Sarkozy, ou l’homme qui scie la branche...
On n’y revient pas, notre président sans costume présidentiel (il n’arrive décidément pas à entrer dedans) écœure tout le monde, par son attitude désinvolte, ses propos blessants ou insultants et sa politique au vu-mètre. Sans oublier ses phrases à l’emporte-pièce, comme ce très beau "On dit qu’il est l’anti-Sarkozy. C’est vrai. Il n’est ni populaire ni efficace", à l’encontre de François Fillon, sorti en 2003, qui nous fait mieux comprendre le choix de son Premier ministre, sélectionné comme repoussoir au fabuleux talent présidentiel supposé et qui doit s’exercer tous azimuts. Prendre son contraire pour paraître encore plus le seul à tout savoir faire, et occuper tous les écrans voilà le principe majeur de fonctionnement. François Fillon, réduit à l’état d’ectoplasme, doit faire avec, sans plus de latitude.
A l’inverse, un phénomène particulier vient de se passer cette semaine dans l’indifférence médiatique générale, tant notre homme ne capte que les médias people désormais, à moins que ce ne soit dû à la petitesse du parti concerné, du type microscopique : non, ce n’est pas un sondage qui affirme que la nouvelle potiche présidentielle est la bien-aimée des Français. En Angleterre, ils ont la même chose depuis des années, et sont dans la même situation, à scruter le nouveau chapeau de la reine avant de s’apercevoir des ravages de la politique menée par leur Premier ministre. Non, cet événement anodin qui aura de sérieuses répercussions dans les semaines à venir, c’est le lâchage par sa droite extrême de la majorité présidentielle, signe d’une fissure beaucoup plus profonde au sein du parti, fissure qui conduit jusqu’aux... gaullistes. Des gaullistes qui ne reconnaissent aucunement dans la marionnette élue un président à l’image du grand Charles regretté, et qui commencent (il est temps !) à crier haut et fort de regretter d’avoir voté pour lui, à l’image de leur porte-parole, Nicolas Dupont Aignan.

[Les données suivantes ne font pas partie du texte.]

//! # Lagrange–Radau collocation
//!
//! Both domains are mapped onto `[0, 1]` and split into `nfe` equal finite elements with `ncp`
//! Radau IIA points each. The element start is shared with the end of the previous element,
//! so continuity is implicit. A domain with `nfe` elements carries `nfe*ncp + 1` points.
//!
//! Within an element of width `h` the derivative at local node `k` is
//!
//! ```text
//! h · y'(u_k) = Σ_j D[k][j] · y(u_j),   u_0 = 0, u_1..u_ncp = Radau nodes
//! ```
//!
//! with `D` the derivative matrix of the Lagrange basis on the local nodes.
use crate::PoreReactor::reactor_errors::CascadeError;
use crate::PoreReactor::reactor_params::ContinuousDomain;
use nalgebra::DMatrix;

pub const MAX_COLLOCATION_POINTS: usize = 5;

/// Radau IIA nodes on (0, 1]
pub fn radau_nodes(ncp: usize) -> Result<Vec<f64>, CascadeError> {
    let nodes = match ncp {
        1 => vec![1.0],
        2 => vec![1.0 / 3.0, 1.0],
        3 => vec![0.155051025721682, 0.644948974278318, 1.0],
        4 => vec![0.088587959512704, 0.409466864440735, 0.787659461760847, 1.0],
        5 => vec![
            0.057104196114518,
            0.276843013638124,
            0.583590432368917,
            0.860240135656219,
            1.0,
        ],
        _ => {
            return Err(CascadeError::Discretization(format!(
                "number of collocation points must be between 1 and {}, got {}",
                MAX_COLLOCATION_POINTS, ncp
            )));
        }
    };
    Ok(nodes)
}

/// Lagrange derivative matrix on `nodes`, rows for every node except the first
fn derivative_matrix(nodes: &[f64]) -> DMatrix<f64> {
    let n = nodes.len();
    // barycentric weights
    let weights: Vec<f64> = (0..n)
        .map(|j| {
            let prod: f64 = (0..n)
                .filter(|&m| m != j)
                .map(|m| nodes[j] - nodes[m])
                .product();
            1.0 / prod
        })
        .collect();
    DMatrix::from_fn(n - 1, n, |row, j| {
        let k = row + 1;
        if j == k {
            (0..n)
                .filter(|&m| m != k)
                .map(|m| 1.0 / (nodes[k] - nodes[m]))
                .sum()
        } else {
            (weights[j] / weights[k]) / (nodes[k] - nodes[j])
        }
    })
}

/// Mesh of one domain in dimensionless coordinates
#[derive(Debug, Clone, PartialEq)]
pub struct CollocationMesh {
    pub nfe: usize,
    pub ncp: usize,
    /// element width
    pub h: f64,
    /// all points on [0, 1]
    pub points: Vec<f64>,
    /// (ncp) x (ncp + 1) derivative matrix on the local nodes
    pub derivative: DMatrix<f64>,
}

impl CollocationMesh {
    pub fn new(nfe: usize, ncp: usize) -> Result<Self, CascadeError> {
        if nfe == 0 {
            return Err(CascadeError::Discretization(
                "number of finite elements must be positive".to_string(),
            ));
        }
        let radau = radau_nodes(ncp)?;
        let h = 1.0 / nfe as f64;
        let mut points = Vec::with_capacity(nfe * ncp + 1);
        points.push(0.0);
        for e in 0..nfe {
            let start = e as f64 * h;
            for (k, u) in radau.iter().enumerate() {
                // the last node of the last element lands exactly on 1
                if e + 1 == nfe && k + 1 == ncp {
                    points.push(1.0);
                } else {
                    points.push(start + u * h);
                }
            }
        }
        let mut nodes = Vec::with_capacity(ncp + 1);
        nodes.push(0.0);
        nodes.extend(radau);
        Ok(Self {
            nfe,
            ncp,
            h,
            points,
            derivative: derivative_matrix(&nodes),
        })
    }

    pub fn n_points(&self) -> usize {
        self.points.len()
    }

    /// Collocation equation of point `q >= 1`: (element start index, local node k in 1..=ncp)
    pub fn collocation_point(&self, q: usize) -> (usize, usize) {
        let p = q - 1;
        let element = p / self.ncp;
        (element * self.ncp, p % self.ncp + 1)
    }

    /// Points mapped onto a physical domain
    pub fn scaled_points(&self, domain: &ContinuousDomain) -> Vec<f64> {
        self.points
            .iter()
            .map(|u| domain.start + u * domain.length())
            .collect()
    }

    /// Residual `h·y'(q) - Σ D y` of the collocation equation at point `q >= 1`
    pub fn collocation_residual(&self, q: usize, y: &[f64], dy: &[f64]) -> f64 {
        let (start, k) = self.collocation_point(q);
        let sum: f64 = (0..=self.ncp)
            .map(|j| self.derivative[(k - 1, j)] * y[start + j])
            .sum();
        self.h * dy[q] - sum
    }
}

/// Mesh granularity of both domains
#[derive(Debug, Clone, Copy, PartialEq)]
pub struct MeshConfig {
    pub time_elements: usize,
    pub time_points: usize,
    pub space_elements: usize,
    pub space_points: usize,
}

impl Default for MeshConfig {
    fn default() -> Self {
        Self {
            time_elements: 60,
            time_points: 2,
            space_elements: 20,
            space_points: 3,
        }
    }
}

impl MeshConfig {
    pub fn new(
        time_elements: usize,
        time_points: usize,
        space_elements: usize,
        space_points: usize,
    ) -> Self {
        Self {
            time_elements,
            time_points,
            space_elements,
            space_points,
        }
    }

    pub fn validate(&self) -> Result<(), CascadeError> {
        if self.time_elements == 0 || self.space_elements == 0 {
            return Err(CascadeError::Discretization(format!(
                "element counts must be positive, got time {} space {}",
                self.time_elements, self.space_elements
            )));
        }
        for ncp in [self.time_points, self.space_points] {
            if !(1..=MAX_COLLOCATION_POINTS).contains(&ncp) {
                return Err(CascadeError::Discretization(format!(
                    "number of collocation points must be between 1 and {}, got {}",
                    MAX_COLLOCATION_POINTS, ncp
                )));
            }
        }
        Ok(())
    }

    pub fn time_mesh(&self) -> Result<CollocationMesh, CascadeError> {
        CollocationMesh::new(self.time_elements, self.time_points)
    }

    pub fn space_mesh(&self) -> Result<CollocationMesh, CascadeError> {
        CollocationMesh::new(self.space_elements, self.space_points)
    }
}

Ceci, nous l’avions déjà dit, avant même son élection : Nicolas Sarkozy gaulliste, c’est un poisson sur une bicyclette. Il a beau aller se recueillir à Colombey et prendre la pose devant la croix de Lorraine, jamais les héritiers ne reconnaîtront en lui le descendant de celui qui a claqué la porte de l’Otan, alors que notre homme prie des deux mains pour à nouveau en faire partie. Nicolas Sarkozy avait été accueilli en son temps par des lazzis pour avoir trahi le parti gaulliste pour succomber aux sirènes balladuriennes, et certains vieux éléphants du parti (il en existe aussi à l’UMP) sont là pour lui rappeler. Et quand les éléphants ne sont pas là, les autruches rappliquent en la personne de Christine Boutin, membre du gouvernement et des Républicains sociaux, qui déclarait ce week-end la même chose : "Le grand danger qui guette l’UMP en ce moment, c’est qu’elle est en train de redevenir un parti replié sur lui-même. Or, la droite, ce n’est pas uniquement l’ancien RPR"...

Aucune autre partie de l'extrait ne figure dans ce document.